Brussels Proposes New Measures to Cut Kremlin Profits and Undermine Sanctions Evasion
The European Commission has introduced a sweeping 18th sanctions package against Russia, aimed at further crippling the Kremlin’s ability to finance its military operations. The proposal, announced in Brussels by Commission President Ursula von der Leyen and EU foreign affairs chief Kaja Kallas, includes a broad set of measures that go far beyond existing restrictions. At the center is a plan to lower the international price cap on Russian crude oil exports from $60 to $45 per barrel. The Commission hopes to push this measure forward at the upcoming G7 summit in Alberta, Canada.
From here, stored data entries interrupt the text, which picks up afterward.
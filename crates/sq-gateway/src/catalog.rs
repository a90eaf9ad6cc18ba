//! Product catalog source — fetched fresh on every search, never cached.

use std::time::Duration;

use async_trait::async_trait;
use sq_protocol::Product;

use crate::config::CatalogConfig;

/// Errors raised while fetching the catalog.
#[derive(Debug, Clone, thiserror::Error)]
pub enum CatalogError {
    #[error("catalog request failed: {0}")]
    Request(String),

    #[error("catalog returned status {0}")]
    Status(u16),

    #[error("invalid catalog payload: {0}")]
    Decode(String),
}

/// Convenience alias for catalog results.
pub type CatalogResult<T> = Result<T, CatalogError>;

/// A read-only source of the full product list.
#[async_trait]
pub trait CatalogSource: Send + Sync {
    /// Fetch every product. One attempt, no retries.
    async fn fetch_products(&self) -> CatalogResult<Vec<Product>>;
}

/// HTTP catalog client for a FakeStore-compatible `GET /products` endpoint.
pub struct HttpCatalog {
    client: reqwest::Client,
    url: String,
}

impl HttpCatalog {
    pub fn new(config: &CatalogConfig) -> CatalogResult<Self> {
        let client = reqwest::Client::builder()
            .timeout(Duration::from_secs(config.timeout_secs))
            .build()
            .map_err(|e| CatalogError::Request(format!("failed to build HTTP client: {e}")))?;
        Ok(Self {
            client,
            url: config.url.clone(),
        })
    }
}

#[async_trait]
impl CatalogSource for HttpCatalog {
    async fn fetch_products(&self) -> CatalogResult<Vec<Product>> {
        let response = self.client.get(&self.url).send().await.map_err(|e| {
            tracing::warn!(url = %self.url, error = %e, "catalog request failed");
            CatalogError::Request(e.to_string())
        })?;

        let status = response.status();
        if !status.is_success() {
            tracing::warn!(url = %self.url, status = %status, "catalog returned non-success status");
            return Err(CatalogError::Status(status.as_u16()));
        }

        let products: Vec<Product> = response.json().await.map_err(|e| {
            tracing::warn!(url = %self.url, error = %e, "failed to decode catalog payload");
            CatalogError::Decode(e.to_string())
        })?;

        tracing::debug!(count = products.len(), "catalog fetched");
        Ok(products)
    }
}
The current oil price cap was introduced in December 2022 by the EU, G7 nations, and Australia. It was designed to limit Moscow’s energy revenues without destabilizing global markets. However, with oil prices having hovered near the cap level in recent months, Brussels argues that market conditions now require a stricter ceiling.
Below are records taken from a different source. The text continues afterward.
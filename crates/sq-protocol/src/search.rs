use serde::{Deserialize, Deserializer, Serialize};

use crate::filter::Filter;
use crate::product::Product;

/// Request body for `POST /nlp-search`.
#[derive(Debug, Clone, Default, Serialize, Deserialize)]
pub struct SearchRequest {
    /// Free-text shopping query. Missing or `null` reads as empty.
    #[serde(default, deserialize_with = "null_as_empty")]
    pub query: String,
}

fn null_as_empty<'de, D: Deserializer<'de>>(deserializer: D) -> Result<String, D::Error> {
    Ok(Option::<String>::deserialize(deserializer)?.unwrap_or_default())
}

/// Search result returned to the client.
#[derive(Debug, Clone, Serialize, Deserialize)]
pub struct SearchResponse {
    /// The filter that was actually applied.
    pub filters: Filter,
    /// Number of matching products.
    pub count: usize,
    /// Matching products in final order.
    pub results: Vec<Product>,
}

impl SearchResponse {
    pub fn new(filters: Filter, results: Vec<Product>) -> Self {
        Self {
            filters,
            count: results.len(),
            results,
        }
    }
}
Von der Leyen emphasized the strategic purpose behind the new push. “Strength is the only language Russia understands,” she said. EU officials are seeking alignment with the United States on these initiatives, but whether the administration of President Donald Trump will fully support the changes remains uncertain.
Trump Administration Hesitates as Congress Increases Pressure
Despite repeated signals from Trump’s team that further sanctions could be imposed on Moscow, the White House has not yet acted. Trump’s approach has leaned toward pushing Ukraine into peace negotiations rather than escalating pressure on Russia. This has raised concerns among EU leaders, who fear Washington may hesitate to endorse tougher penalties unless forced to act.
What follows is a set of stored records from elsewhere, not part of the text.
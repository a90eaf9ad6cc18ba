//! Intent resolver — query text → language model → sanitized `Filter`.
//!
//! The model's output is untrusted: it may be wrapped in prose, use the
//! wrong types, or invent sort keys. Everything it returns passes through
//! the sort sanitizer and category normalizer before a `Filter` is built.

use std::sync::Arc;

use serde_json::{Map, Value};
use sq_filters::{CategoryNormalizer, SortSanitizer};
use sq_protocol::Filter;

use super::{CompletionOptions, CompletionSource, InferenceError, InferenceResult};

/// Instruction prompt: output schema, price-direction rules and worked examples.
const SYSTEM_PROMPT: &str = r#"You turn shopping queries into strict JSON filters for a product search engine.
Return ONLY JSON with exactly this schema:

{
  "categories": string[],
  "keywords": string[],
  "price_min": number|null,
  "price_max": number|null,
  "rating_min": number|null,
  "sort_by": "relevance" | "price_asc" | "price_desc" | "rating_desc"
}

Price rules:
- "under", "below", "less than", "<= $X", "< $X", "max $X" => price_max = X
- "over", "above", "more than", ">= $X", "> $X", "min $X", "at least $X" => price_min = X
- "between $A and $B" or "$A-$B" => price_min = A and price_max = B
- Never set price_min and price_max to the same X unless the user asked for exactly that price.
- Never invert these rules.

Other rules:
- Only set rating_min when a numeric threshold is given (e.g. "4+ stars").
- "good reviews" alone => rating_min null and sort_by = "rating_desc".
- "cheapest" => sort_by = "price_asc"; "most expensive" => sort_by = "price_desc".
- Leave unknown fields null or empty, but always return valid JSON.

Examples:
Q: "electronics under $100"
A: {"categories":["electronics"],"keywords":[],"price_min":null,"price_max":100,"rating_min":null,"sort_by":"relevance"}

Q: "electronics over $100"
A: {"categories":["electronics"],"keywords":[],"price_min":100,"price_max":null,"rating_min":null,"sort_by":"relevance"}

Q: "women's clothing between $20 and $50 with 4+ stars"
A: {"categories":["women's clothing"],"keywords":[],"price_min":20,"price_max":50,"rating_min":4,"sort_by":"relevance"}
"#;

/// Build the full completion prompt for a shopper query.
pub fn build_prompt(query: &str) -> String {
    format!("{SYSTEM_PROMPT}\n\nUser query: \"\"\"{query}\"\"\"\nReturn JSON now:")
}

/// Resolves free-text queries into filters via a [`CompletionSource`].
pub struct IntentResolver {
    source: Arc<dyn CompletionSource>,
    options: CompletionOptions,
    categories: CategoryNormalizer,
    sort: SortSanitizer,
}

impl IntentResolver {
    /// Resolver with the default catalog vocabulary and sort heuristics.
    pub fn new(source: Arc<dyn CompletionSource>, options: CompletionOptions) -> Self {
        Self {
            source,
            options,
            categories: CategoryNormalizer::default(),
            sort: SortSanitizer::default(),
        }
    }

    /// Replace the category normalizer (e.g. for a different catalog).
    pub fn with_categories(mut self, categories: CategoryNormalizer) -> Self {
        self.categories = categories;
        self
    }

    /// Replace the sort sanitizer.
    pub fn with_sort(mut self, sort: SortSanitizer) -> Self {
        self.sort = sort;
        self
    }

    /// Ask the model for a filter and sanitize whatever comes back.
    pub async fn resolve(&self, query: &str) -> InferenceResult<Filter> {
        let prompt = build_prompt(query);
        let text = self.source.complete(&prompt, &self.options).await?;

        let raw = parse_model_output(&text).inspect_err(|e| {
            tracing::warn!(
                source = self.source.name(),
                error = %e,
                output = %text,
                "unusable model output"
            );
        })?;

        let filter = self.filter_from_raw(&raw);
        tracing::debug!(
            source = self.source.name(),
            categories = ?filter.categories,
            keywords = ?filter.keywords,
            price_min = ?filter.price_min,
            price_max = ?filter.price_max,
            rating_min = ?filter.rating_min,
            sort_by = %filter.sort_by,
            "model filter resolved"
        );
        Ok(filter)
    }

    /// Build a `Filter` from a raw model object, coercing or dropping bad fields.
    pub fn filter_from_raw(&self, raw: &Map<String, Value>) -> Filter {
        let sort_by = self.sort.sanitize(raw.get("sort_by").and_then(Value::as_str));

        let mut filter = Filter::new(
            string_list(raw.get("categories")),
            string_list(raw.get("keywords")),
            number(raw.get("price_min")),
            number(raw.get("price_max")),
            number(raw.get("rating_min")),
            sort_by,
        );
        filter.categories = self.categories.normalize(filter.categories.as_slice());
        filter
    }
}

/// Parse model text into a JSON object.
///
/// Tries the whole text first, then the first balanced `{...}` block in it.
pub fn parse_model_output(text: &str) -> InferenceResult<Map<String, Value>> {
    if let Ok(Value::Object(map)) = serde_json::from_str::<Value>(text) {
        return Ok(map);
    }

    let candidate = extract_json_object(text)
        .ok_or_else(|| InferenceError::Parse("no JSON object found".into()))?;

    match serde_json::from_str::<Value>(candidate) {
        Ok(Value::Object(map)) => {
            tracing::debug!("recovered JSON object embedded in model output");
            Ok(map)
        }
        Ok(_) => Err(InferenceError::Parse("embedded JSON is not an object".into())),
        Err(e) => Err(InferenceError::Parse(e.to_string())),
    }
}

/// Find the first top-level balanced `{...}` substring.
///
/// Braces inside JSON string literals are ignored.
pub fn extract_json_object(text: &str) -> Option<&str> {
    let start = text.find('{')?;
    let mut depth = 0usize;
    let mut in_string = false;
    let mut escaped = false;

    for (offset, ch) in text[start..].char_indices() {
        if in_string {
            match ch {
                _ if escaped => escaped = false,
                '\\' => escaped = true,
                '"' => in_string = false,
                _ => {}
            }
            continue;
        }
        match ch {
            '"' => in_string = true,
            '{' => depth += 1,
            '}' => {
                depth -= 1;
                if depth == 0 {
                    return Some(&text[start..start + offset + 1]);
                }
            }
            _ => {}
        }
    }
    None
}

/// Read a list of strings; a lone string becomes a one-element list.
fn string_list(value: Option<&Value>) -> Vec<String> {
    match value {
        Some(Value::Array(items)) => items
            .iter()
            .filter_map(Value::as_str)
            .map(str::to_string)
            .collect(),
        Some(Value::String(s)) => vec![s.clone()],
        _ => Vec::new(),
    }
}

/// Read a number, accepting numeric strings such as `"$49.99"`.
fn number(value: Option<&Value>) -> Option<f64> {
    match value? {
        Value::Number(n) => n.as_f64(),
        Value::String(s) => s.trim().trim_start_matches('$').trim().parse().ok(),
        _ => None,
    }
}

#[cfg(test)]
mod tests {
    use super::*;
    use crate::mock::MockCompletion;
    use sq_protocol::SortKey;

    fn resolver(reply: &str) -> (IntentResolver, Arc<MockCompletion>) {
        let mock = Arc::new(MockCompletion::replying(reply));
        let options = crate::config::OllamaConfig::default().completion_options();
        (IntentResolver::new(mock.clone(), options), mock)
    }

    // ── prompt ───────────────────────────────────────────────────

    #[test]
    fn prompt_embeds_query_and_schema() {
        let prompt = build_prompt("cheap rings");
        assert!(prompt.contains("User query: \"\"\"cheap rings\"\"\""));
        assert!(prompt.contains("\"sort_by\""));
        assert!(prompt.ends_with("Return JSON now:"));
    }

    // ── extract_json_object ──────────────────────────────────────

    #[test]
    fn extract_from_surrounding_prose() {
        let text = "Sure! Here you go: {\"categories\": [\"electronics\"]} Hope that helps.";
        assert_eq!(extract_json_object(text), Some("{\"categories\": [\"electronics\"]}"));
    }

    #[test]
    fn extract_stops_at_first_balanced_object() {
        let text = "{\"a\": {\"b\": 1}} trailing {\"c\": 2}";
        assert_eq!(extract_json_object(text), Some("{\"a\": {\"b\": 1}}"));
    }

    #[test]
    fn extract_ignores_braces_in_strings() {
        let text = "x {\"keywords\": [\"}{\", \"a\\\"}\"]} y";
        assert_eq!(extract_json_object(text), Some("{\"keywords\": [\"}{\", \"a\\\"}\"]}"));
    }

    #[test]
    fn extract_unbalanced_or_missing() {
        assert_eq!(extract_json_object("no json here"), None);
        assert_eq!(extract_json_object("{\"open\": true"), None);
    }

    // ── parse_model_output ───────────────────────────────────────

    #[test]
    fn parse_direct_json() {
        let map = parse_model_output(r#"{"sort_by": "price_asc"}"#).unwrap();
        assert_eq!(map["sort_by"], "price_asc");
    }

    #[test]
    fn parse_markdown_fenced_json() {
        let map = parse_model_output("```json\n{\"keywords\": [\"ring\"]}\n```").unwrap();
        assert_eq!(map["keywords"][0], "ring");
    }

    #[test]
    fn parse_rejects_non_json() {
        let err = parse_model_output("I cannot help with that.").unwrap_err();
        assert!(matches!(err, InferenceError::Parse(_)));
    }

    #[test]
    fn parse_rejects_broken_embedded_object() {
        let err = parse_model_output("result: {categories: electronics}").unwrap_err();
        assert!(matches!(err, InferenceError::Parse(_)));
    }

    #[test]
    fn parse_rejects_empty_text() {
        assert!(parse_model_output("").is_err());
    }

    // ── filter_from_raw ──────────────────────────────────────────

    #[test]
    fn raw_fields_are_sanitized() {
        let (resolver, _) = resolver("{}");
        let raw = parse_model_output(
            r#"{
                "categories": ["Women", "shoes", "jewelry"],
                "keywords": ["Cotton", " "],
                "price_min": "$20",
                "price_max": 50,
                "rating_min": 9,
                "sort_by": "best rated first"
            }"#,
        )
        .unwrap();
        let f = resolver.filter_from_raw(&raw);
        assert_eq!(f.categories, vec!["jewelery", "women's clothing"]);
        assert_eq!(f.keywords, vec!["cotton"]);
        assert_eq!(f.price_min, Some(20.0));
        assert_eq!(f.price_max, Some(50.0));
        assert_eq!(f.rating_min, Some(5.0));
        assert_eq!(f.sort_by, SortKey::RatingDesc);
    }

    #[test]
    fn wrong_types_become_empty() {
        let (resolver, _) = resolver("{}");
        let raw = parse_model_output(
            r#"{"categories": "electronics", "keywords": 7, "price_min": true,
                "price_max": "cheap", "rating_min": null, "sort_by": 3}"#,
        )
        .unwrap();
        let f = resolver.filter_from_raw(&raw);
        assert_eq!(f.categories, vec!["electronics"]);
        assert!(f.keywords.is_empty());
        assert!(f.price_min.is_none());
        assert!(f.price_max.is_none());
        assert!(f.rating_min.is_none());
        assert_eq!(f.sort_by, SortKey::Relevance);
    }

    // ── resolve ──────────────────────────────────────────────────

    #[tokio::test]
    async fn resolve_sends_prompt_with_options() {
        let (resolver, mock) = resolver(
            r#"{"categories":["electronics"],"keywords":[],"price_min":null,"price_max":100,"rating_min":null,"sort_by":"relevance"}"#,
        );
        let f = resolver.resolve("electronics under $100").await.unwrap();
        assert_eq!(f.categories, vec!["electronics"]);
        assert_eq!(f.price_max, Some(100.0));

        let calls = mock.calls();
        assert_eq!(calls.len(), 1);
        assert!(calls[0].0.contains("electronics under $100"));
        assert!(calls[0].1.json_format);
    }

    #[tokio::test]
    async fn resolve_propagates_upstream_errors() {
        let mock = Arc::new(MockCompletion::failing(InferenceError::Status {
            status: 500,
            body: "out of memory".into(),
        }));
        let resolver = IntentResolver::new(mock, crate::config::OllamaConfig::default().completion_options());
        let err = resolver.resolve("rings").await.unwrap_err();
        assert!(matches!(err, InferenceError::Status { status: 500, .. }));
    }

    #[tokio::test]
    async fn resolve_reports_non_json() {
        let (resolver, _) = resolver("Sorry, I don't know.");
        let err = resolver.resolve("rings").await.unwrap_err();
        assert!(matches!(err, InferenceError::Parse(_)));
    }

    #[tokio::test]
    async fn resolve_with_custom_vocabulary() {
        let (resolver, _) = resolver(r#"{"categories": ["novels", "electronics"]}"#);
        let resolver = resolver.with_categories(CategoryNormalizer::new(
            sq_filters::CategoryVocabulary::new(["books"]).with_synonym("novels", Some("books")),
        ));
        let f = resolver.resolve("novels").await.unwrap();
        assert_eq!(f.categories, vec!["books"]);
    }

    #[tokio::test]
    async fn resolve_with_custom_sort_heuristics() {
        let (resolver, _) = resolver(r#"{"sort_by": "bargains first"}"#);
        let resolver = resolver.with_sort(SortSanitizer::new(
            sq_filters::SortHeuristics::empty().with_rule(&["bargain"], SortKey::PriceAsc),
        ));
        let f = resolver.resolve("bargains").await.unwrap();
        assert_eq!(f.sort_by, SortKey::PriceAsc);
    }
}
To increase transatlantic alignment, von der Leyen has held direct talks with Republican Senator Lindsey Graham, who has introduced a separate and highly restrictive sanctions bill in the US Congress. Graham’s proposal includes a dramatic 500% tariff on countries that continue to purchase Russian energy, effectively targeting nations that undermine the existing price cap regime. However, Trump’s support for Graham’s legislation remains unclear, with internal reports suggesting the president may seek to soften some of its provisions.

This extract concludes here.